Brandi’s mother, Louis Lockhart, has long supported Watkins. She said on Wednesday that she never believed she was responsible for killing her daughter.
On June 27, 1987, Watkins and her boyfriend drove from their home in Nashville to Kentucky to collect Brandi from Williams’s home at her request.
The child had gone there to spend a few weeks with Williams’ kids, who were four and eight, but she behaved ‘strangely’ while there, according to Williams.
Neighbors at the time reported watching Brandi nearly fall asleep while standing up. They said she seemed like an ‘unhappy’ child who never played, and often had bruise on her body.
Williams called Watkins on June 26, 1987, begging her to come and collect Brandi.
The report says she was in a rush to get Watkins and her boyfriend out of the house with Brandi, and didn’t invite them in as she usually would have done.
In the car ride home, Brandi complained that she was thirsty.
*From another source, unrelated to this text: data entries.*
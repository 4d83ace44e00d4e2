//! Dispatcher: admits batches in priority order onto a bounded worker pool.
//!
//! The dispatcher runs on the caller's thread inside `in_place_scope`, so only the
//! pool's own threads execute batches. Before every dispatch it re-checks the
//! breaker and the run budget; once either stops the run, the remaining batches are
//! reported as not dispatched.
use std::sync::Mutex;
use std::time::Instant;

use log::Level;
use serde_json::json;

use crate::api::errors::{ApiError, ErrorId};
use crate::api::{Mendyard, RunOptions};
use crate::batching::admit;
use crate::logging::audit::AuditCtx;
use crate::logging::{AuditSink, FactsEmitter, StageLogger};
use crate::types::{new_run_id, Batch, BatchStatus, BatchSummary, RunReport};

use super::batch;
use super::context::RunContext;

pub(crate) fn run<E: FactsEmitter, A: AuditSink>(
    api: &Mendyard<E, A>,
    batches: Vec<Batch>,
    opts: RunOptions,
) -> Result<RunReport, ApiError> {
    let t0 = Instant::now();
    let run_id = opts.run_id.unwrap_or_else(new_run_id);
    let tctx = AuditCtx::new(&api.facts as &dyn FactsEmitter, run_id.clone(), false);
    let slog = StageLogger::new(&tctx);

    if let Err(e) = api.policy.validate() {
        slog.run_summary()
            .field("error", json!(e.msg))
            .error_id(ErrorId::E_POLICY)
            .exit_code_for(ErrorId::E_POLICY)
            .emit_failure();
        return Err(e.into());
    }

    let _guard = match &api.lock {
        Some(mgr) => match mgr.acquire_process_lock(api.policy.lock_timeout_ms) {
            Ok(g) => Some(g),
            Err(e) => {
                let err = ApiError::from(e);
                api.audit.log(Level::Error, &format!("run: {err}"));
                slog.run_summary()
                    .field("error", json!(err.to_string()))
                    .error_id(err.id())
                    .exit_code_for(err.id())
                    .emit_failure();
                return Err(err);
            }
        },
        None => {
            api.audit.log(
                Level::Warn,
                "run: no lock manager configured; concurrent runs are not excluded",
            );
            slog.admission().field("no_lock_manager", json!(true)).emit_warn();
            None
        }
    };

    let admitted = admit(batches, opts.max_batches, opts.priority_filter);
    let total = admitted.len();
    let workers = api.policy.pool.workers;
    let pool = rayon::ThreadPoolBuilder::new()
        .num_threads(workers)
        .thread_name(|i| format!("mendyard-worker-{i}"))
        .build()
        .map_err(|e| ApiError::WorkerPool(e.to_string()))?;
    api.audit.log(
        Level::Info,
        &format!("run {run_id}: {total} batches admitted, {workers} workers"),
    );

    let ctx = RunContext::new(
        &api.policy,
        &api.workspace,
        &api.rules,
        api.backup.as_ref(),
        api.sink.as_ref(),
        &api.audit as &dyn AuditSink,
        tctx,
        t0,
    );
    let results: Mutex<Vec<(usize, BatchSummary)>> = Mutex::new(Vec::with_capacity(total));
    let mut dispatched = 0usize;

    pool.in_place_scope(|s| {
        for (seq, b) in admitted.iter().enumerate() {
            let Some(permit) = ctx
                .admission
                .acquire(&b.resource_id, || ctx.should_stop(), &ctx.tctx)
            else {
                break;
            };
            dispatched += 1;
            let ctx = &ctx;
            let results = &results;
            s.spawn(move |_| {
                let summary = batch::process(ctx, b);
                if let Ok(mut r) = results.lock() {
                    r.push((seq, summary));
                }
                drop(permit);
            });
        }
    });

    let mut summaries = results
        .into_inner()
        .unwrap_or_else(std::sync::PoisonError::into_inner);
    summaries.sort_by_key(|(seq, _)| *seq);
    let summaries: Vec<BatchSummary> = summaries.into_iter().map(|(_, s)| s).collect();

    let (status, halted, halt_reason) = {
        let h = ctx.health();
        (h.status(), h.is_halted(), h.halt_reason().map(str::to_string))
    };
    let report = RunReport {
        run_id: run_id.clone(),
        batches_total: total as u64,
        batches_completed: summaries.len() as u64,
        batches_failed: summaries
            .iter()
            .filter(|s| s.status == BatchStatus::Failed)
            .count() as u64,
        batches_not_dispatched: (total - dispatched) as u64,
        successes: summaries.iter().map(|s| s.successes).sum(),
        failures: summaries.iter().map(|s| s.failures).sum(),
        skipped: summaries.iter().map(|s| s.skipped).sum(),
        health_final: status,
        halted,
        halt_reason,
        duration_seconds: t0.elapsed().as_secs_f64(),
        batches: summaries,
    };

    let fatal = ctx.take_fatal();
    let fields = json!({
        "batches_total": report.batches_total,
        "batches_completed": report.batches_completed,
        "batches_failed": report.batches_failed,
        "batches_not_dispatched": report.batches_not_dispatched,
        "successes": report.successes,
        "failures": report.failures,
        "skipped": report.skipped,
        "health_final": report.health_final.as_str(),
        "halted": report.halted,
        "halt_reason": report.halt_reason,
        "duration_seconds": report.duration_seconds,
    });
    let slog = StageLogger::new(&ctx.tctx);
    if let Some(e) = fatal {
        slog.run_summary()
            .merge(fields)
            .error_id(ErrorId::E_RESTORE_FAILED)
            .exit_code_for(ErrorId::E_RESTORE_FAILED)
            .emit_failure();
        api.audit.log(Level::Error, &format!("run {run_id}: {e}"));
        return Err(ApiError::RestoreFailed {
            message: e.to_string(),
            report: Box::new(report),
        });
    }
    let summary = slog.run_summary().merge(fields);
    if report.halted {
        summary.emit_warn();
    } else if report.is_success() {
        summary.emit_success();
    } else {
        summary.emit_failure();
    }
    api.audit.log(
        Level::Info,
        &format!(
            "run {run_id}: {} fixed, {} failed, {} skipped, health {}",
            report.successes, report.failures, report.skipped, report.health_final
        ),
    );
    Ok(report)
}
When they got back to home an hour later, Watkins noticed blood in the girl’s underwear.
The next day, at 9am, Watkins decided to take the girl to the hospital.
She had been conscious that morning – something that was corroborated by Watkins’ sister – but by the time she arrived in the ER, was no longer awake.
Doctors ruled that she had ‘severe vaginal trauma’ and a head injury. She was placed on life support but died the following day.
The medical examiner, Dr. Greta Harlan, told the trial that the injuries had been inflicted in the nine hours the girl was in Watkins and Dunn’s care.
Initially, she had said they could have been inflicted in the 48 hours before her death, and modern medical advances have proven that it could have been even longer.
The pair were arrested and in 1988 were found guilty of first degree murder and aggravated rape. They appealed their convictions but an appeals court upheld them in 1990.
The exoneration report reveals how detectives failed to question many others who could have been involved or who had access to Brandi while she was at the home.
It was on a military base, the report notes, where dozens of adults had access to her.